[Records from a data collection]
= = =

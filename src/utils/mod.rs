use accurate::sum::Klein;
use accurate::traits::*;
use serde::{Deserialize, Serialize};

/// Four-momentum arithmetic.
pub mod vectors;

/// A helper method to get histogram edges from evenly-spaced `bins` over a
/// given `range`
///
/// # See Also
/// [`Histogram`]
/// [`get_bin_index`]
pub fn get_bin_edges(bins: usize, range: (f64, f64)) -> Vec<f64> {
    let bin_width = (range.1 - range.0) / (bins as f64);
    (0..=bins)
        .map(|i| range.0 + (i as f64 * bin_width))
        .collect()
}

/// A helper method to obtain the index of a bin where a value should go in a
/// histogram with evenly spaced `bins` over a given `range`. A value exactly
/// equal to the upper range edge falls in the last bin.
///
/// # See Also
/// [`Histogram`]
/// [`get_bin_edges`]
pub fn get_bin_index(value: f64, bins: usize, limits: (f64, f64)) -> Option<usize> {
    if value >= limits.0 && value <= limits.1 {
        let bin_width = (limits.1 - limits.0) / bins as f64;
        let bin_index = ((value - limits.0) / bin_width).floor() as usize;
        Some(bin_index.min(bins - 1))
    } else {
        None
    }
}

/// A simple struct which represents a histogram
#[derive(Debug, Clone, Serialize, Deserialize)]
pub struct Histogram {
    /// The edges of each bin (length is one greater than `counts`)
    pub edges: Vec<f64>,
    /// The number of values found in each bin
    pub counts: Vec<u64>,
}

impl Histogram {
    /// Total number of binned values (values outside the range are not
    /// counted).
    pub fn total(&self) -> u64 {
        self.counts.iter().sum()
    }
}

/// A method which creates a histogram from some data by binning it with
/// evenly spaced `bins` within the given `range`
pub fn histogram<T: AsRef<[f64]>>(values: T, bins: usize, range: (f64, f64)) -> Histogram {
    assert!(bins > 0, "Number of bins must be greater than zero!");
    assert!(
        range.1 > range.0,
        "The lower edge of the range must be smaller than the upper edge!"
    );
    let mut counts = vec![0u64; bins];
    for &value in values.as_ref() {
        if let Some(bin_index) = get_bin_index(value, bins, range) {
            counts[bin_index] += 1;
        }
    }
    Histogram {
        edges: get_bin_edges(bins, range),
        counts,
    }
}

/// A method which creates a histogram using the Freedman-Diaconis bin-width
/// rule over the 2nd to 98th percentile range of the data.
///
/// Clipping to the percentile range only affects the binning; values outside
/// the clipped range simply fall out of the histogram. Degenerate inputs
/// (empty data, zero interquartile range, or a collapsed range) fall back to
/// a single bin of unit width centered on the data.
pub fn histogram_freedman_diaconis<T: AsRef<[f64]>>(values: T) -> Histogram {
    let values = values.as_ref();
    if values.is_empty() {
        return Histogram {
            edges: vec![-0.5, 0.5],
            counts: vec![0],
        };
    }
    let mut sorted = values.to_vec();
    sorted.sort_by(|a, b| a.total_cmp(b));
    let low = percentile_sorted(&sorted, 0.02);
    let high = percentile_sorted(&sorted, 0.98);
    if high <= low {
        return histogram(values, 1, (low - 0.5, low + 0.5));
    }
    let clipped: Vec<f64> = sorted
        .iter()
        .copied()
        .filter(|v| *v >= low && *v <= high)
        .collect();
    let iqr = percentile_sorted(&clipped, 0.75) - percentile_sorted(&clipped, 0.25);
    let width = 2.0 * iqr / (clipped.len() as f64).cbrt();
    let bins = if width > 0.0 {
        (((high - low) / width).ceil() as usize).max(1)
    } else {
        1
    };
    histogram(values, bins, (low, high))
}

/// Linearly interpolated quantile of pre-sorted data, `q` in `[0, 1]`.
///
/// Matches numpy's default interpolation. Panics on empty input.
pub fn percentile_sorted(sorted: &[f64], q: f64) -> f64 {
    assert!(!sorted.is_empty(), "Cannot take a quantile of no data!");
    let h = q * (sorted.len() - 1) as f64;
    let lo = h.floor() as usize;
    let frac = h - lo as f64;
    if lo + 1 < sorted.len() {
        sorted[lo] + frac * (sorted[lo + 1] - sorted[lo])
    } else {
        sorted[lo]
    }
}

/// Descriptive statistics over one observable at one threshold.
///
/// Standard deviation is the population deviation and quantiles use linear
/// interpolation, matching the numpy defaults.
#[derive(Debug, Clone, Serialize, Deserialize)]
pub struct SummaryStats {
    pub count: u64,
    pub mean: f64,
    pub std: f64,
    pub min: f64,
    pub max: f64,
    pub median: f64,
    pub q1: f64,
    pub q3: f64,
}

impl SummaryStats {
    /// Compute statistics over the full (unclipped) array. Returns [`None`]
    /// for empty input.
    pub fn compute(values: &[f64]) -> Option<Self> {
        if values.is_empty() {
            return None;
        }
        let n = values.len() as f64;
        let mean = values.iter().copied().sum_with_accumulator::<Klein<_>>() / n;
        let var = values
            .iter()
            .map(|v| (v - mean) * (v - mean))
            .sum_with_accumulator::<Klein<_>>()
            / n;
        let mut sorted = values.to_vec();
        sorted.sort_by(|a, b| a.total_cmp(b));
        Some(Self {
            count: values.len() as u64,
            mean,
            std: var.sqrt(),
            min: sorted[0],
            max: sorted[sorted.len() - 1],
            median: percentile_sorted(&sorted, 0.5),
            q1: percentile_sorted(&sorted, 0.25),
            q3: percentile_sorted(&sorted, 0.75),
        })
    }
}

= = =

__Exercise instructions__: Above are the records; reproduce all of them exactly.

__Result of this task__:
filename src/utils/mod.rs
use accurate::sum::Klein;
use accurate::traits::*;
use serde::{Deserialize, Serialize};

/// Four-momentum arithmetic.
pub mod vectors;

/// A helper method to get histogram edges from evenly-spaced `bins` over a
/// given `range`
///
/// # See Also
/// [`Histogram`]
/// [`get_bin_index`]
pub fn get_bin_edges(bins: usize, range: (f64, f64)) -> Vec<f64> {
    let bin_width = (range.1 - range.0) / (bins as f64);
    (0..=bins)
        .map(|i| range.0 + (i as f64 * bin_width))
        .collect()
}

/// A helper method to obtain the index of a bin where a value should go in a
/// histogram with evenly spaced `bins` over a given `range`. A value exactly
/// equal to the upper range edge falls in the last bin.
///
/// # See Also
/// [`Histogram`]
/// [`get_bin_edges`]
pub fn get_bin_index(value: f64, bins: usize, limits: (f64, f64)) -> Option<usize> {
    if value >= limits.0 && value <= limits.1 {
        let bin_width = (limits.1 - limits.0) / bins as f64;
        let bin_index = ((value - limits.0) / bin_width).floor() as usize;
        Some(bin_index.min(bins - 1))
    } else {
        None
    }
}

/// A simple struct which represents a histogram
#[derive(Debug, Clone, Serialize, Deserialize)]
pub struct Histogram {
    /// The edges of each bin (length is one greater than `counts`)
    pub edges: Vec<f64>,
    /// The number of values found in each bin
    pub counts: Vec<u64>,
}

impl Histogram {
    /// Total number of binned values (values outside the range are not
    /// counted).
    pub fn total(&self) -> u64 {
        self.counts.iter().sum()
    }
}

/// A method which creates a histogram from some data by binning it with
/// evenly spaced `bins` within the given `range`
pub fn histogram<T: AsRef<[f64]>>(values: T, bins: usize, range: (f64, f64)) -> Histogram {
    assert!(bins > 0, "Number of bins must be greater than zero!");
    assert!(
        range.1 > range.0,
        "The lower edge of the range must be smaller than the upper edge!"
    );
    let mut counts = vec![0u64; bins];
    for &value in values.as_ref() {
        if let Some(bin_index) = get_bin_index(value, bins, range) {
            counts[bin_index] += 1;
        }
    }
    Histogram {
        edges: get_bin_edges(bins, range),
        counts,
    }
}

/// A method which creates a histogram using the Freedman-Diaconis bin-width
/// rule over the 2nd to 98th percentile range of the data.
///
/// Clipping to the percentile range only affects the binning; values outside
/// the clipped range simply fall out of the histogram. Degenerate inputs
/// (empty data, zero interquartile range, or a collapsed range) fall back to
/// a single bin of unit width centered on the data.
pub fn histogram_freedman_diaconis<T: AsRef<[f64]>>(values: T) -> Histogram {
    let values = values.as_ref();
    if values.is_empty() {
        return Histogram {
            edges: vec![-0.5, 0.5],
            counts: vec![0],
        };
    }
    let mut sorted = values.to_vec();
    sorted.sort_by(|a, b| a.total_cmp(b));
    let low = percentile_sorted(&sorted, 0.02);
    let high = percentile_sorted(&sorted, 0.98);
    if high <= low {
        return histogram(values, 1, (low - 0.5, low + 0.5));
    }
    let clipped: Vec<f64> = sorted
        .iter()
        .copied()
        .filter(|v| *v >= low && *v <= high)
        .collect();
    let iqr = percentile_sorted(&clipped, 0.75) - percentile_sorted(&clipped, 0.25);
    let width = 2.0 * iqr / (clipped.len() as f64).cbrt();
    let bins = if width > 0.0 {
        (((high - low) / width).ceil() as usize).max(1)
    } else {
        1
    };
    histogram(values, bins, (low, high))
}

/// Linearly interpolated quantile of pre-sorted data, `q` in `[0, 1]`.
///
/// Matches numpy's default interpolation. Panics on empty input.
pub fn percentile_sorted(sorted: &[f64], q: f64) -> f64 {
    assert!(!sorted.is_empty(), "Cannot take a quantile of no data!");
    let h = q * (sorted.len() - 1) as f64;
    let lo = h.floor() as usize;
    let frac = h - lo as f64;
    if lo + 1 < sorted.len() {
        sorted[lo] + frac * (sorted[lo + 1] - sorted[lo])
    } else {
        sorted[lo]
    }
}

/// Descriptive statistics over one observable at one threshold.
///
/// Standard deviation is the population deviation and quantiles use linear
/// interpolation, matching the numpy defaults.
#[derive(Debug, Clone, Serialize, Deserialize)]
pub struct SummaryStats {
    pub count: u64,
    pub mean: f64,
    pub std: f64,
    pub min: f64,
    pub max: f64,
    pub median: f64,
    pub q1: f64,
    pub q3: f64,
}

impl SummaryStats {
    /// Compute statistics over the full (unclipped) array. Returns [`None`]
    /// for empty input.
    pub fn compute(values: &[f64]) -> Option<Self> {
        if values.is_empty() {
            return None;
        }
        let n = values.len() as f64;
        let mean = values.iter().copied().sum_with_accumulator::<Klein<_>>() / n;
        let var = values
            .iter()
            .map(|v| (v - mean) * (v - mean))
            .sum_with_accumulator::<Klein<_>>()
            / n;
        let mut sorted = values.to_vec();
        sorted.sort_by(|a, b| a.total_cmp(b));
        Some(Self {
            count: values.len() as u64,
            mean,
            std: var.sqrt(),
            min: sorted[0],
            max: sorted[sorted.len() - 1],
            median: percentile_sorted(&sorted, 0.5),
            q1: percentile_sorted(&sorted, 0.25),
            q3: percentile_sorted(&sorted, 0.75),
        })
    }
}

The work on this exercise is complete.